- Prompt:
Find the word "SocketAddr" in the listing. Copy out each line where it occurs.

- Data excerpts:
=-=-=

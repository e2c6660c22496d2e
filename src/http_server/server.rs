//! # HTTP Server
//!
//! Combines the route modules into one axum router and serves it.

use std::io;
use std::net::SocketAddr;
use std::sync::Arc;

use axum::http::HeaderValue;
use axum::{routing::get, Router};
use tokio::net::TcpListener;
use tower_http::cors::{Any, CorsLayer};
use tower_http::trace::TraceLayer;

use crate::config::Config;
use crate::storage::SnippetStore;

use super::admin_routes::admin_routes;
use super::snippet_routes::snippet_routes;

/// HTTP server for the snippet API
pub struct HttpServer {
    addr: String,
    router: Router,
}

impl HttpServer {
    /// Create a server over a bootstrapped store.
    pub fn new(store: Arc<SnippetStore>, config: &Config) -> Self {
        Self {
            addr: config.socket_addr(),
            router: Self::build_router(store, config),
        }
    }

    /// Build the combined router with all endpoints
    fn build_router(store: Arc<SnippetStore>, config: &Config) -> Router {
        // Permissive CORS when no origins are configured, explicit list otherwise
        let cors = if config.cors_origins.is_empty() {
            CorsLayer::new()
                .allow_origin(Any)
                .allow_methods(Any)
                .allow_headers(Any)
        } else {
            use tower_http::cors::AllowOrigin;
            let origins: Vec<HeaderValue> = config
                .cors_origins
                .iter()
                .filter_map(|s| s.parse().ok())
                .collect();

            CorsLayer::new()
                .allow_origin(AllowOrigin::list(origins))
                .allow_methods(Any)
                .allow_headers(Any)
        };

        Router::new()
            // Health check at root level
            .merge(health_routes())
            // Public read/search API under /api
            .nest("/api", snippet_routes(store.clone()))
            // Admin write API under /api/admin
            .nest("/api/admin", admin_routes(store))
            .layer(TraceLayer::new_for_http())
            .layer(cors)
    }

    /// Get the socket address string
    pub fn socket_addr(&self) -> &str {
        &self.addr
    }

    /// Get the router (for testing)
    pub fn router(self) -> Router {
        self.router
    }

    /// Bind the listener and serve until the process exits.
    pub async fn start(self) -> io::Result<()> {
        let addr: SocketAddr = self
            .addr
            .parse()
            .map_err(|e| io::Error::new(io::ErrorKind::InvalidInput, format!("bind address: {}", e)))?;

        let listener = TcpListener::bind(addr).await?;
        tracing::info!(%addr, "snippetd HTTP server listening");
        axum::serve(listener, self.router).await?;

        Ok(())
    }
}

/// Health check route, kept at the root path
pub fn health_routes() -> Router {
    Router::new().route("/", get(health_handler))
}

async fn health_handler() -> &'static str {
    "OK"
}

#[cfg(test)]
mod tests {
    use super::*;
    use tempfile::TempDir;

    #[test]
    fn test_server_uses_configured_addr() {
        let temp_dir = TempDir::new().unwrap();
        let store = Arc::new(SnippetStore::new(temp_dir.path().join("snippets.db")));
        let config = Config {
            port: 8080,
            ..Default::default()
        };

        let server = HttpServer::new(store, &config);
        assert_eq!(server.socket_addr(), "0.0.0.0:8080");
    }

    #[test]
    fn test_router_builds_with_cors_origins() {
        let temp_dir = TempDir::new().unwrap();
        let store = Arc::new(SnippetStore::new(temp_dir.path().join("snippets.db")));
        let config = Config {
            cors_origins: vec!["http://localhost:5173".to_string()],
            ..Default::default()
        };

        let server = HttpServer::new(store, &config);
        let _router = server.router();
    }
}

=-=-=

- Output of the task:
use std::net::SocketAddr;
        let addr: SocketAddr = self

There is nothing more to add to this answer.